That Day | Teen Ink

That Day

January 21, 2013
By laaauren PLATINUM, Cincinnati, Ohio
laaauren PLATINUM, Cincinnati, Ohio
21 articles 0 photos 16 comments

Favorite Quote:
"It's just that...I just think that some things are meant to be broken. Imperfect. Chaotic. It's the universe's way of providing contrast, you know? There have to be a few holes in the road. It's how life is."

She tends to forget that a coat or a jacket is necessary in order to not freeze in the Chicago air. Living on a lake may have its perks but it’s always five degrees colder here than at home and then you have to take into account the wind chill. It may say 30 degrees but it feels like 7. She wore dark colored jeans with her favorite white and black socks. On her feet were the pair of black Vanz that she has owned since the 8th grade. Her shirt was a grey v-neck and a maroon cardigan because nothing else felt exactly right that morning.

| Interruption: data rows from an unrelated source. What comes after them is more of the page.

//! Entity store: persistence seam for authors, genres, books and book copies.
//!
//! Lists are always returned in a deterministic order. Deletes of entities that
//! can be referenced are conditional: the dependency check and the delete run
//! as one atomic step inside the store.

mod memory;
mod postgres;

pub use memory::MemoryCatalogStore;
pub use postgres::PgCatalogStore;

use crate::error::StoreError;
use crate::model::{
    Author, AuthorRecord, Book, BookInstance, BookInstanceRecord, BookRecord, BookStatus, Genre,
    GenreRecord,
};
use async_trait::async_trait;
use std::cmp::Ordering;
use uuid::Uuid;

/// Listing order for names and titles: case-insensitive, ties broken by the
/// exact bytes. [`PgCatalogStore`] sorts the same way with
/// `lower(col) COLLATE "C", col COLLATE "C"`, independent of the database locale.
pub fn text_order(a: &str, b: &str) -> Ordering {
    a.to_lowercase()
        .cmp(&b.to_lowercase())
        .then_with(|| a.cmp(b))
}

#[derive(Clone, Copy, Debug, PartialEq, Eq)]
pub enum BookFilter {
    All,
    ByAuthor(Uuid),
    ByGenre(Uuid),
}

#[derive(Clone, Copy, Debug, PartialEq, Eq)]
pub enum CopyFilter {
    All,
    ByBook(Uuid),
    ByStatus(BookStatus),
}

/// Result of a conditional delete.
#[derive(Clone, Debug, PartialEq, Eq)]
pub enum DeleteOutcome<D> {
    Deleted,
    /// Nothing was removed; these records still reference the target.
    Blocked(Vec<D>),
    NotFound,
}

#[async_trait]
pub trait CatalogStore: Send + Sync + 'static {
    async fn ping(&self) -> Result<(), StoreError>;

    /// Release underlying connections. Called once at shutdown.
    async fn close(&self);

    async fn create_author(&self, record: AuthorRecord) -> Result<Author, StoreError>;
    async fn find_author(&self, id: Uuid) -> Result<Option<Author>, StoreError>;
    /// Sorted by family name, then first name, under [`text_order`].
    async fn list_authors(&self) -> Result<Vec<Author>, StoreError>;
    async fn update_author(&self, id: Uuid, record: AuthorRecord) -> Result<Author, StoreError>;
    async fn delete_author_if_unreferenced(
        &self,
        id: Uuid,
    ) -> Result<DeleteOutcome<Book>, StoreError>;
    async fn count_authors(&self) -> Result<u64, StoreError>;

    /// Fails with [`StoreError::Duplicate`] when a genre with the same name
    /// (case-insensitive) exists.
    async fn create_genre(&self, record: GenreRecord) -> Result<Genre, StoreError>;
    async fn find_genre(&self, id: Uuid) -> Result<Option<Genre>, StoreError>;
    /// Case-insensitive lookup.
    async fn find_genre_by_name(&self, name: &str) -> Result<Option<Genre>, StoreError>;
    /// Genres with the given ids, sorted by name under [`text_order`]. Unknown ids are skipped.
    async fn find_genres(&self, ids: &[Uuid]) -> Result<Vec<Genre>, StoreError>;
    /// Sorted by name under [`text_order`].
    async fn list_genres(&self) -> Result<Vec<Genre>, StoreError>;
    async fn update_genre(&self, id: Uuid, record: GenreRecord) -> Result<Genre, StoreError>;
    async fn delete_genre_if_unreferenced(
        &self,
        id: Uuid,
    ) -> Result<DeleteOutcome<Book>, StoreError>;
    async fn count_genres(&self) -> Result<u64, StoreError>;

    async fn create_book(&self, record: BookRecord) -> Result<Book, StoreError>;
    async fn find_book(&self, id: Uuid) -> Result<Option<Book>, StoreError>;
    /// Sorted by title under [`text_order`].
    async fn list_books(&self, filter: BookFilter) -> Result<Vec<Book>, StoreError>;
    async fn update_book(&self, id: Uuid, record: BookRecord) -> Result<Book, StoreError>;
    async fn delete_book_if_unreferenced(
        &self,
        id: Uuid,
    ) -> Result<DeleteOutcome<BookInstance>, StoreError>;
    async fn count_books(&self) -> Result<u64, StoreError>;

    async fn create_book_instance(
        &self,
        record: BookInstanceRecord,
    ) -> Result<BookInstance, StoreError>;
    async fn find_book_instance(&self, id: Uuid) -> Result<Option<BookInstance>, StoreError>;
    /// Sorted by book title, then imprint, under [`text_order`].
    async fn list_book_instances(
        &self,
        filter: CopyFilter,
    ) -> Result<Vec<BookInstance>, StoreError>;
    async fn update_book_instance(
        &self,
        id: Uuid,
        record: BookInstanceRecord,
    ) -> Result<BookInstance, StoreError>;
    /// Unconditional; returns whether a copy was removed.
    async fn delete_book_instance(&self, id: Uuid) -> Result<bool, StoreError>;
    async fn count_book_instances(&self, filter: CopyFilter) -> Result<u64, StoreError>;
}

#[cfg(test)]
mod tests {
    use super::*;

    #[test]
    fn text_order_folds_case_then_breaks_ties() {
        let mut titles = vec!["cherry", "Banana", "apple", "banana"];
        titles.sort_by(|a, b| text_order(a, b));
        assert_eq!(titles, vec!["apple", "Banana", "banana", "cherry"]);
    }
}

The air smells like home—warm, spicy, and comforting. It smells like walking into the restaurant doors as a gust of whatever grandma decided to cook that day hits you. The cold wind whips the smells around her nose, clouding her head with home sickness. But it’s okay, and she takes a few more steps down from the platform.

The restaurant felt too big, she thought. There were red velvet curtains hanging towards the middle of the room separating the crowd from something vast and empty. There are people sitting in the seats of all tables except two. They’re smiling and chattering and in front of her, sits a small child with her parents. She doesn’t look older than three, short black hair, dark eyes, and ivory colored skin. She turns around and giggles at the group of four crowded into a table a tad too small. Three men walk into the restaurant; two with facial hair and one looking as though he just left the army, The tallest walked around in cognac colored cowboy boots and a long gray sweater that looked as if it would be rough against skin.

She ordered their food in a lilting Vietnamese accent, the smooth vowels rolling off of her tongue and into the space between her and the waiter that couldn’t have been much younger than the college students. He repeated the order back to her, questioning if she had actually ordered correctly.
“Did you want the pigs feet and blood?”
“No, could I have it without?”
“Yes, we have an American style as well.”
She tried not to act too embarrassed but the knowing red flush still came across her cheeks. Hopefully no one else noticed, she thought, as she twisted her paper napkin in between her fingers. Her food arrived first. Her favorite, Bun Bo Hue, which was a typical Vietnamese specialty and was one of the more popular dishes her grandparents sold. It smelt spicy and like lemongrass and it made her mouth water. The broth was almost an orange shade with round rice noodles and thinly sliced beef floating around. On top, a sprinkle of green and white onions completed the bowl of soup. She reached across the table to get a small handful of bean sprouts and a lime wedge to squeeze over her soup. The steam rising off of the top made it look even more appealing.
She was satisfied and slightly homesick. Every time her mom came in town, they’d venture to a Vietnamese restaurant with whomever drove to Chicago and had a meal. The memories flitted through her mind before she readjusted her thoughts and focused on the current moment. She stood up and walked to the register to pay. The counter was cluttered with blue sheets of paper listing what the other customers had ordered and how much they owed. She paid her bill, and quickly moved to leave, nearly walking into a shorter man carrying a plate of beef fried rice. She stepped outside with her three friends following quickly behind and braced herself against the cold Chicago wind. She zipped up her light gray jacket almost up to the bottom of her collar bone while taking in a deep breath and smiled. It was a good day.